One word upon 'Les Lionnes.'

The term is a modern one, and does not date further back than ten or a dozen years. The first time it was applied in print we take to have been somewhere about the year 1842-3, in a three-volumed novel, entitled 'Les Lionnes de Paris,' written by the late Countess Merlin, and not by any means the best effort of the pen of that amiable and talented lady. Madame Merlin, however, amiable, talented, and popular as she was, very nearly compromised her social position by this work; for though it achieved no great success, its title remained as a stigma upon the class least likely to forgive such an attack; and the flashy, immoral set, of whom certain high-born ladies it would be but too easy to name were the leaders, admitted their right to the epithet of lionne' by their very anger at its having been applied to them.

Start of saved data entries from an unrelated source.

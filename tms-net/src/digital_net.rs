//! Digital nets in base 2: generating matrices plus point generation.
//!
//! A net is defined entirely by its generating matrices; points are derived
//! per query and never retained. Coordinates exist in two forms: exact
//! integers in [0, 2^m) and reals in [0, 1) obtained by a single scaling,
//! so accumulating rounding error cannot occur. Once built, a net is
//! immutable and can be read from any number of threads.

use crate::error::NetError;
use crate::genmat::{GenMat, GenNum};

/// One point with exact integer coordinates, scaled by 2^-m.
pub type IntPoint = Vec<u64>;
/// One point with real coordinates in [0, 1).
pub type Point = Vec<f64>;

/// A base-2 digital net with m-bit coordinates in s dimensions.
#[derive(Debug, Clone)]
pub struct DigitalNet {
    nbits: u32,
    dim: u32,
    /// 2^-m, the one scaling constant between integer and real points.
    recip: f64,
    gen_nums: Vec<GenNum>,
}

impl DigitalNet {
    /// Builds a net from packed generating numbers; all dimensions must
    /// share one matrix size.
    pub fn from_gen_nums(gen_nums: Vec<GenNum>) -> Result<DigitalNet, NetError> {
        let first = gen_nums.first().ok_or(NetError::EmptyNet)?;
        let nbits = first.size();
        if gen_nums.iter().any(|g| g.size() != nbits) {
            return Err(NetError::MismatchedWidths);
        }
        Ok(DigitalNet {
            nbits,
            dim: gen_nums.len() as u32,
            recip: (0.5f64).powi(nbits as i32),
            gen_nums,
        })
    }

    pub fn from_gen_mats(gen_mats: Vec<GenMat>) -> Result<DigitalNet, NetError> {
        DigitalNet::from_gen_nums(gen_mats.iter().map(GenMat::to_gen_num).collect())
    }

    /// Bit depth m: coordinates have m binary digits and the net has 2^m
    /// points.
    pub fn m(&self) -> u32 {
        self.nbits
    }

    /// Dimension count s.
    pub fn s(&self) -> u32 {
        self.dim
    }

    pub fn generating_numbers(&self, dim: u32) -> &GenNum {
        &self.gen_nums[dim as usize]
    }

    pub fn generating_matrix(&self, dim: u32) -> GenMat {
        self.gen_nums[dim as usize].to_matrix()
    }

    // -- point generation ---------------------------------------------------

    /// Point `pos` of the Gray-code ordering, integer coordinates.
    pub fn generate_int_point(&self, pos: u64) -> IntPoint {
        let mut point = vec![0u64; self.dim as usize];
        self.store_int_point(&mut point, pos);
        point
    }

    /// Point `pos` of the Gray-code ordering, real coordinates.
    pub fn generate_point(&self, pos: u64) -> Point {
        self.cast_int_point_to_real(&self.generate_int_point(pos))
    }

    /// Point `pos` of the classical ordering: dimension-wise product of the
    /// generating matrix with the plain binary digits of `pos`. O(m) per
    /// coordinate, no incremental shortcut.
    pub fn generate_int_point_classical(&self, pos: u64) -> IntPoint {
        self.gen_nums
            .iter()
            .map(|g| {
                let mut acc = 0u64;
                for k in 0..self.nbits {
                    if pos >> k & 1 == 1 {
                        acc ^= g[k as usize];
                    }
                }
                acc
            })
            .collect()
    }

    pub fn generate_point_classical(&self, pos: u64) -> Point {
        self.cast_int_point_to_real(&self.generate_int_point_classical(pos))
    }

    /// Streams `amount` consecutive Gray-ordered integer points starting at
    /// `start`, reusing one buffer. After the first point each step XORs in
    /// exactly one generating number per dimension.
    pub fn for_each_int_point<F>(&self, mut handler: F, amount: u64, start: u64)
    where
        F: FnMut(&[u64], u64),
    {
        if amount == 0 {
            return;
        }
        let mut point = vec![0u64; self.dim as usize];
        self.store_int_point(&mut point, start);
        handler(&point, start);
        for pos in start + 1..start + amount {
            self.store_next_int_point(&mut point, pos);
            handler(&point, pos);
        }
    }

    /// Real-coordinate counterpart of [`Self::for_each_int_point`].
    pub fn for_each_point<F>(&self, mut handler: F, amount: u64, start: u64)
    where
        F: FnMut(&[f64], u64),
    {
        let mut real = vec![0f64; self.dim as usize];
        self.for_each_int_point(
            |point, pos| {
                for (r, &c) in real.iter_mut().zip(point.iter()) {
                    *r = c as f64 * self.recip;
                }
                handler(&real, pos);
            },
            amount,
            start,
        );
    }

    pub fn cast_int_point_to_real(&self, point: &[u64]) -> Point {
        point.iter().map(|&c| c as f64 * self.recip).collect()
    }

    /// Direct computation of Gray-ordered point `pos` into a buffer: XOR
    /// together the generating numbers selected by the Gray code of `pos`.
    fn store_int_point(&self, point: &mut [u64], pos: u64) {
        let gray = pos ^ (pos >> 1);
        for (coord, g) in point.iter_mut().zip(self.gen_nums.iter()) {
            let mut acc = 0u64;
            for k in 0..self.nbits {
                if gray >> k & 1 == 1 {
                    acc ^= g[k as usize];
                }
            }
            *coord = acc;
        }
    }

    /// Incremental step from point `pos - 1` to point `pos`: the Gray codes
    /// differ in exactly bit trailing_zeros(pos).
    fn store_next_int_point(&self, point: &mut [u64], pos: u64) {
        debug_assert!(pos > 0);
        let flipped = pos.trailing_zeros();
        for (coord, g) in point.iter_mut().zip(self.gen_nums.iter()) {
            *coord ^= g[flipped as usize];
        }
    }
}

Little by little the word crept into general usage, and any woman who in any measure overstepped the boundaries whereby what is called 'good society' in France hedges itself in, was immediately pointed at by the over-righteous' as a 'lionne.' The only true translation of the term 'lionnerie' into English is to be found in the Americanism we have so triumphantly introduced into our fashionable vocabulary-fast.' To be a lionne' is to be what we should now call 'very fast,' only there is a vast difference in the mode of execution on the two sides of the Channel. We will exemplify: the heroine of that clever and much-read book Kate Coventry' is the very arch-type of all that is most irreclaimably 'fast; the book is the record of how 'fast' an English girl may be without doing anything really blameable. Here we have the difference; Kate Coventry is a young girl, in French civilisation she could not be anything save a married woman. Imprudent in the one case, she would inevitably be guilty in the other. The difference between what is fast in England and what is so in France lies simply in the introduction of the principle of wrong. The lionne' is of many kinds, but it is almost impossible to conciliate her existence with that of good reputation or good conduct.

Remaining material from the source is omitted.